Cooperative Business Bank Building (Ljubljana)

Ivan Vurnik (1 June 1884 – 8 April 1971) was a Slovene architect that helped found the Ljubljana School of Architecture. His early style in the 1920s is associated with the search for Slovene "National Style", inspired by Slovene folk art and the Vienna Secession style of architecture (a type of Art Nouveau). Upon embracing the functionalist approach in the 1930s, Vurnik rivaled the more conservative Plečnik's approach. The Cooperative Business Bank, designed by Vurnik and his wife Helena Kottler Vurnik, who designed the decorative facade in the hues of the Slovene tricolor, has been called the most beautiful building in Ljubljana. Vurnik also created a number of urban plans, among these the plans for Bled (1930), Kranj (1933–1937), and Ljubljana (1935).

==Life==
Vurnik was born into an artisan's family in the Upper Carniolan town of Radovljica, Austro-Hungarian Empire, present-day Slovenia, and baptized Johann Vurnik. His father was a rather wealthy stonemason, and Vurnik was sent to school first to Kranj and then to Ljubljana.

Vurnik graduated summa cum laude in 1912 from the Vienna University of Technology. He enrolled in 1907 and studied under the supervision of the architect Karl Mayreder. In Vienna he became influenced by the Austrian Art Nouveau style, especially by the work of the fellow Slovenian architect Max Fabiani, with whom he maintained a lifelong friendship. Vurnik received a scholarship and travelled to Italy to study the Italian architecture. He married the Viennese artist Helena Vurnik née Kotler in 1913.

During the First World War he was an Austrian soldier on the Isonzo Front and in Tyrol. In 1917 and 1918 he worked on designing Austrian military graveyards in Aleksinac, Leskovac, and Niš in Serbia. From 1919 onward he lived in Ljubljana.

==Work==

In October 1912 Vurnik was employed by the Ludwig Baumann. He renovated the interior of the parish church in Bled in the same year and in 1913–15 the bishopric chapel in Trieste.

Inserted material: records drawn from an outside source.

fn mailboxes(addresses: &[String]) -> Result<Mailboxes, Error> {
    let mailboxes = addresses
        .iter()
        .map(|a| address(a).map(|a| Mailbox::new(None, a)))
        .collect::<Result<Vec<_>, _>>()?;
    Ok(Mailboxes::from(mailboxes))
}

fn attachment_part(path: &Path) -> Result<SinglePart, Error> {
    if !path.is_file() {
        return Err(Error::attachment(path, None));
    }
    let content = fs::read(path).map_err(|e| Error::attachment(path, Some(e)))?;
    let filename = path
        .file_name()
        .unwrap_or(path.as_os_str())
        .to_string_lossy()
        .into_owned();

    let body = Body::new_with_encoding(content, ContentTransferEncoding::Base64)
        .unwrap_or_else(Body::new);
    Ok(Attachment::new(filename).body(body, OCTET_STREAM.clone()))
}

#[cfg(test)]
mod test {
    use std::{fs, io::Write};

    use pretty_assertions::assert_eq;

    use super::{Attachments, Mail, RecipientGroup, Recipients};
    use crate::{error::Field, Error};

    fn mail() -> Mail {
        let mut mail = Mail::new();
        mail.set_sender("a@x.com").unwrap();
        mail.set_group(RecipientGroup::To, "b@y.com");
        mail.set_subject("s");
        mail.set_message("hello");
        mail
    }

    #[test]
    fn invalid_sender_keeps_previous() {
        let mut mail = Mail::new();
        mail.set_sender("a@x.com").unwrap();

        let err = mail.set_sender("not-an-address").unwrap_err();
        assert!(err.is_argument());
        assert_eq!(mail.sender(), "a@x.com");
    }

    #[test]
    fn invalid_addresses_are_dropped() {
        let mut mail = Mail::new();
        let dropped = mail.set_group(RecipientGroup::To, ["good@x.com", "bad"]);

        assert_eq!(mail.to(), ["good@x.com"]);
        assert_eq!(dropped, ["bad"]);
    }

    #[test]
    fn lone_invalid_string_empties_group() {
        let mut mail = Mail::new();
        mail.set_group(RecipientGroup::Cc, vec!["c@x.com", "d@x.com"]);
        mail.set_group(RecipientGroup::Cc, "bad");

        assert!(mail.cc().is_empty());
    }

    #[test]
    fn empty_input_is_ignored() {
        let mut mail = Mail::new();
        mail.set_group(RecipientGroup::Bcc, "c@x.com");

        assert!(mail.set_group(RecipientGroup::Bcc, "").is_empty());
        assert!(mail
            .set_group(RecipientGroup::Bcc, Vec::<String>::new())
            .is_empty());
        assert_eq!(mail.bcc(), ["c@x.com"]);
    }

    #[test]
    fn set_recipients_touches_supplied_groups_only() {
        let mut mail = Mail::new();
        mail.set_recipients(
            Some(Recipients::from(["t1@x.com", "t2@x.com"])),
            Some(Recipients::from("c@x.com")),
            None,
        );
        let dropped = mail.set_recipients(None, Some(Recipients::from("nope")), None);

        assert_eq!(dropped, ["nope"]);
        assert_eq!(mail.to(), ["t1@x.com", "t2@x.com"]);
        assert!(mail.cc().is_empty());
        assert!(mail.bcc().is_empty());
    }

    #[test]
    fn recipients_conversions() {
        let slice: &[&str] = &["a@x.com", "b@x.com"];
        assert_eq!(
            Recipients::from(slice),
            Recipients::Many(vec!["a@x.com".to_owned(), "b@x.com".to_owned()])
        );
        assert_eq!(
            Recipients::from(String::from("a@x.com")),
            Recipients::One("a@x.com".to_owned())
        );
        assert!(Recipients::from(Vec::<&str>::new()).is_empty());
        assert!(Attachments::from("").is_empty());
        assert_eq!(
            Attachments::from(["a.txt", "b.txt"]).into_vec().len(),
            2
        );
    }

    #[test]
    fn envelope_concatenates_groups() {
        let mut mail = mail();
        mail.set_group(RecipientGroup::Cc, "b@y.com");
        mail.set_group(RecipientGroup::Bcc, "z@y.com");

        let envelope = mail.envelope().unwrap();
        assert_eq!(envelope.from(), "a@x.com");
        assert_eq!(envelope.to(), ["b@y.com", "b@y.com", "z@y.com"]);
    }

    #[test]
    fn html_detection() {
        let mut mail = mail();
        assert!(!mail.is_html());

        mail.set_message("<html lang=\"en\"><body>hi</body></html>");
        assert!(mail.is_html());

        mail.set_message(" <html>indented</html>");
        assert!(!mail.is_html());
    }

    #[test]
    fn text_part_subtype_follows_body() {
        let mut mail = mail();
        mail.set_message("<html><p>hello</p></html>");

        let formatted = String::from_utf8(mail.to_message().unwrap().formatted()).unwrap();
        assert!(formatted.contains("Content-Type: text/html; charset=utf-8\r\n"));
        assert!(!formatted.contains("text/plain"));

        mail.set_message("plain <html> later");
        let formatted = String::from_utf8(mail.to_message().unwrap().formatted()).unwrap();
        assert!(formatted.contains("Content-Type: text/plain; charset=utf-8\r\n"));
    }

    #[test]
    fn headers_and_envelope() {
        let mut mail = mail();
        mail.set_group(RecipientGroup::Bcc, "hidden@z.com");

        let message = mail.to_message().unwrap();
        let formatted = String::from_utf8(message.formatted()).unwrap();
        assert!(formatted.starts_with("Subject: s\r\n"));
        assert!(formatted.contains("To: b@y.com\r\n"));
        assert!(formatted.contains("Bcc: hidden@z.com\r\n"));
        assert!(formatted.contains("From: a@x.com\r\n"));

        let to: Vec<String> = message.envelope().to().iter().map(ToString::to_string).collect();
        assert_eq!(to, ["b@y.com", "hidden@z.com"]);
    }

    #[test]
    fn line_break_in_subject() {
        let mut mail = mail();
        mail.set_subject("hi\r\nBcc: victim@evil.com");

        assert!(matches!(
            mail.check_headers(),
            Err(Error::LineBreak(Field::Subject))
        ));
        assert!(mail.to_message().is_err());
    }

    #[test]
    fn loose_address_fails_the_header_check() {
        let mut mail = mail();
        mail.set_group(RecipientGroup::Cc, "with space@example.com");
        assert_eq!(mail.cc(), ["with space@example.com"]);

        match mail.check_headers() {
            Err(Error::InvalidAddress(address)) => assert_eq!(address, "with space@example.com"),
            other => panic!("unexpected {other:?}"),
        }
    }

    #[test]
    fn attachment_must_exist() {
        let dir = tempfile::tempdir().unwrap();
        let mut mail = mail();

        let err = mail
            .add_attachment(dir.path().join("missing.pdf"))
            .unwrap_err();
        assert!(err.is_attachment());

        let err = mail.add_attachment(dir.path()).unwrap_err();
        assert!(err.is_attachment());
        assert!(mail.attachments().is_empty());
    }

    #[test]
    fn attachment_is_encoded_with_basename() {
        let dir = tempfile::tempdir().unwrap();
        let path = dir.path().join("report.csv");
        fs::File::create(&path)
            .unwrap()
            .write_all(b"a,b\n1,2\n")
            .unwrap();

        let mut mail = mail();
        mail.add_attachment(&path).unwrap();

        let formatted = String::from_utf8(mail.to_message().unwrap().formatted()).unwrap();
        assert!(formatted.contains("Content-Disposition: attachment; filename=\"report.csv\"\r\n"));
        assert!(formatted.contains("Content-Type: application/octet-stream\r\n"));
        assert!(formatted.contains("\r\n\r\nYSxiCjEsMgo=\r\n"));
    }

    #[test]
    fn attachment_removed_before_build() {
        let file = tempfile::NamedTempFile::new().unwrap();
        let mut mail = mail();
        mail.add_attachment(file.path()).unwrap();

        let path = file.path().to_owned();
        drop(file);

        let err = mail.to_message().unwrap_err();
        assert!(err.is_attachment());
        assert!(err.to_string().contains(&*path.to_string_lossy()));
    }

    #[cfg(feature = "serde")]
    #[test]
    fn serde_round_trip() {
        let mail = mail();
        let json = serde_json::to_string(&mail).unwrap();

        assert_eq!(serde_json::from_str::<Mail>(&json).unwrap(), mail);
    }
}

In the late 1920s he designed the headquarters of the Slovenian Sokol movement, known as Sokol Hall or Tabor Hall.

In 1919 Vurnik established a department of architecture in the Technical Faculty of the University of Ljubljana, and hired the Slovene architect Jože Plečnik as a faculty member.

In 1965, Vurnik renovated the Slovenian national Catholic shrine at Brezje.

==Awards==
- In 1961, Vurnik was awarded Pechtl Award in Vienna
- In 1966, Vurnik was awarded Prešeren Award in Ljubljana

==In media==
In 2013, Slovenian National TV broadcast a film, directed by Alma Lapajne, about the Vurnik couple's life story.